The term “geographic deviation” as it relates to shipping ws originally used by marine cargo insurers to describe the wandering of a vessel from its intended route. Cargo underwriters were deemed to have assumed only those risks inherent in a contemplated voyage. If a vessel departed from its planned course, the deviation would deprive the shipper of its cargo insurance.

This coverage problem has been eliminated by modern marine insurance. However, the principles associated with geographic deviation still remain. Today, the shipowner has a duty to direct its vessel on the agreend voyage route without unnecessary deviations. However, departures from the prescribed route are permitted in order to save lives and property.

Unreasonable geographic deviations will invalidate bill of lading contracts and strip ocean carriers of their statutory and contract defenses, such as the $500 package limitation under the Carriage of Goods at Sea Act.
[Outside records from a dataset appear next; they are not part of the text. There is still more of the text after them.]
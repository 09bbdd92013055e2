use super::*;
use crate::geom::Point;
use crate::motion::{Destination, Timing};
use crate::render::NodeId;

fn player(id: &str) -> Player {
    Player::new(id, Point::new(0.0, 0.0))
}

#[test]
fn add_spawns_and_get_finds() {
    let mut players = Players::new();
    let mut commands = Vec::new();
    players.add(player("p1"), &mut commands).unwrap();

    assert!(players.contains("p1"));
    assert_eq!(players.len(), 1);
    assert_eq!(players.get("p1").map(|p| p.id.as_str()), Some("p1"));
    assert_eq!(
        commands,
        vec![DrawCommand::Spawn { node: NodeId::Player("p1".to_owned()), at: Point::new(0.0, 0.0), parent: None }]
    );
}

#[test]
fn get_never_creates() {
    let players = Players::new();
    assert!(players.get("ghost").is_none());
    assert!(players.is_empty());
}

#[test]
fn duplicate_add_is_rejected() {
    let mut players = Players::new();
    let mut commands = Vec::new();
    players.add(player("p1"), &mut commands).unwrap();
    let err = players.add(player("p1"), &mut commands).unwrap_err();
    assert!(matches!(err, SceneError::DuplicateEntity { kind: "player", ref id } if id == "p1"));
    assert_eq!(commands.len(), 1);
}

#[test]
fn remove_cancels_motion_before_destroy() {
    let mut players = Players::new();
    let mut commands = Vec::new();
    players.add(player("p1"), &mut commands).unwrap();

    let timing = Timing { move_speed: 3.0, fade_ms: 400 };
    let p = players.get_mut("p1").unwrap();
    p.motion_mut().begin(Destination::point(Point::new(90.0, 0.0)), Point::new(90.0, 0.0), 0, timing);
    p.motion_mut().enqueue(Destination::point(Point::new(5.0, 5.0)));
    let generation = p.motion().generation();

    commands.clear();
    let removed = players.remove("p1", 180, &mut commands).unwrap();
    assert!(!removed.motion().is_animating());
    assert_eq!(removed.motion().queued(), 0);
    assert!(removed.motion().generation() > generation);
    assert_eq!(
        commands,
        vec![
            DrawCommand::StopTweens { node: NodeId::Player("p1".to_owned()) },
            DrawCommand::Destroy { node: NodeId::Player("p1".to_owned()) },
        ]
    );
    assert!(!players.contains("p1"));
}

#[test]
fn remove_unknown_is_none() {
    let mut matches = Matches::new();
    let mut commands = Vec::new();
    assert!(matches.remove("nope", 0, &mut commands).is_none());
    assert!(commands.is_empty());
}

#[test]
fn get_all_is_ordered_by_id() {
    let mut players = Players::new();
    let mut commands = Vec::new();
    for id in ["c", "a", "b"] {
        players.add(player(id), &mut commands).unwrap();
    }
    let ids: Vec<&str> = players.get_all().map(|p| p.id.as_str()).collect();
    assert_eq!(ids, ["a", "b", "c"]);
}

#[test]
fn readded_id_starts_above_retired_generation() {
    let mut players = Players::new();
    let mut commands = Vec::new();
    players.add(player("p1"), &mut commands).unwrap();
    let timing = Timing { move_speed: 3.0, fade_ms: 400 };
    let p = players.get_mut("p1").unwrap();
    p.motion_mut().begin(Destination::point(Point::new(90.0, 0.0)), Point::new(90.0, 0.0), 0, timing);
    let issued = p.motion().generation();

    let removed = players.remove("p1", 10, &mut commands).unwrap();
    players.add(player("p1"), &mut commands).unwrap();
    let fresh = players.get("p1").unwrap().motion().generation();
    assert!(fresh > issued);
    assert!(fresh >= removed.motion().generation());
}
The shipowner will be held fully liable for cargo damage causally connected to the deviation.

What do admiralty courts consider when deciding if a geographic deviation has occurred? The recently reported S/S Allison Lykes case (1992 AMC 2089) in the federal Eastern District Court of Louisiana lists three items: the bill of lading; the filed tariff; newspaper advertisements of the ship’s itinerary.

The bill of lading serves as a receipt and document of title for the cargo as well as the contract of carriage. It also sets out the methods and routes of carriage.

The shipping Act of 1984 requires every common carrier by water in the foreign commerce of the United States to file with the Federal Maritime Commission and keep open for public inspection tariffs setting forth all terms and conditions of carriage between all ports on its sailing route, including specimens of its bill of lading. Once the tariff is filed, it binds both the carrier and the shipper for the services specified with the force of law. The departure from the tariff is not permitted.

Advertisements of a ship’s port calls in newspapers such as The Journal of Commerce have long been recognized by admiralty courts as establishing the scope of the contracted voyage. The published itinerary will be deemed the equivalent of public notice to the shipping community at large.

In the S/S Allison Lykes case, the shipowner successfully moved for summary judgment limiting its liability to $500 for cargo damage. The consignee unsuccessfully argued that an unreasonable deviation occurred when its containerized cargo was discharged at Panama. The consignee alleged that it understood that the container would be discharged in Costa Rica.

The face of the bill of lading stated the port of discharge was Balboa, Panama, and the place of delivery by on-carrier was San Jose, Costa Rica. the container was discharged from the S/S Allison Lykes at Balboa and transported by truck to San Jose.

The bill of lading authorized the shipowner to use any mode of transportation and permitted transshipment. The court stated that “it is difficult to imagine what further details of the transportation any bill of lading could have provided.”

The shipowner had filed its tariff and the bill of lading with the FMC as required by law. Furthermore, the advertisement in the Journal of Commerce made it absolutely clear that the vessel was not scheduled to stop at Costa Rica.

“The bill of lading, the tariff filing, and The Journal of Commerce advertisements were in all respects consistent with how Lykes moved the shipment …”
The Allison Lykes case illustrates that admiralty courts will not entertain deviation claims, when the voyage itinerary is set forth in the bill of lading, tariff and newspaper advertisements.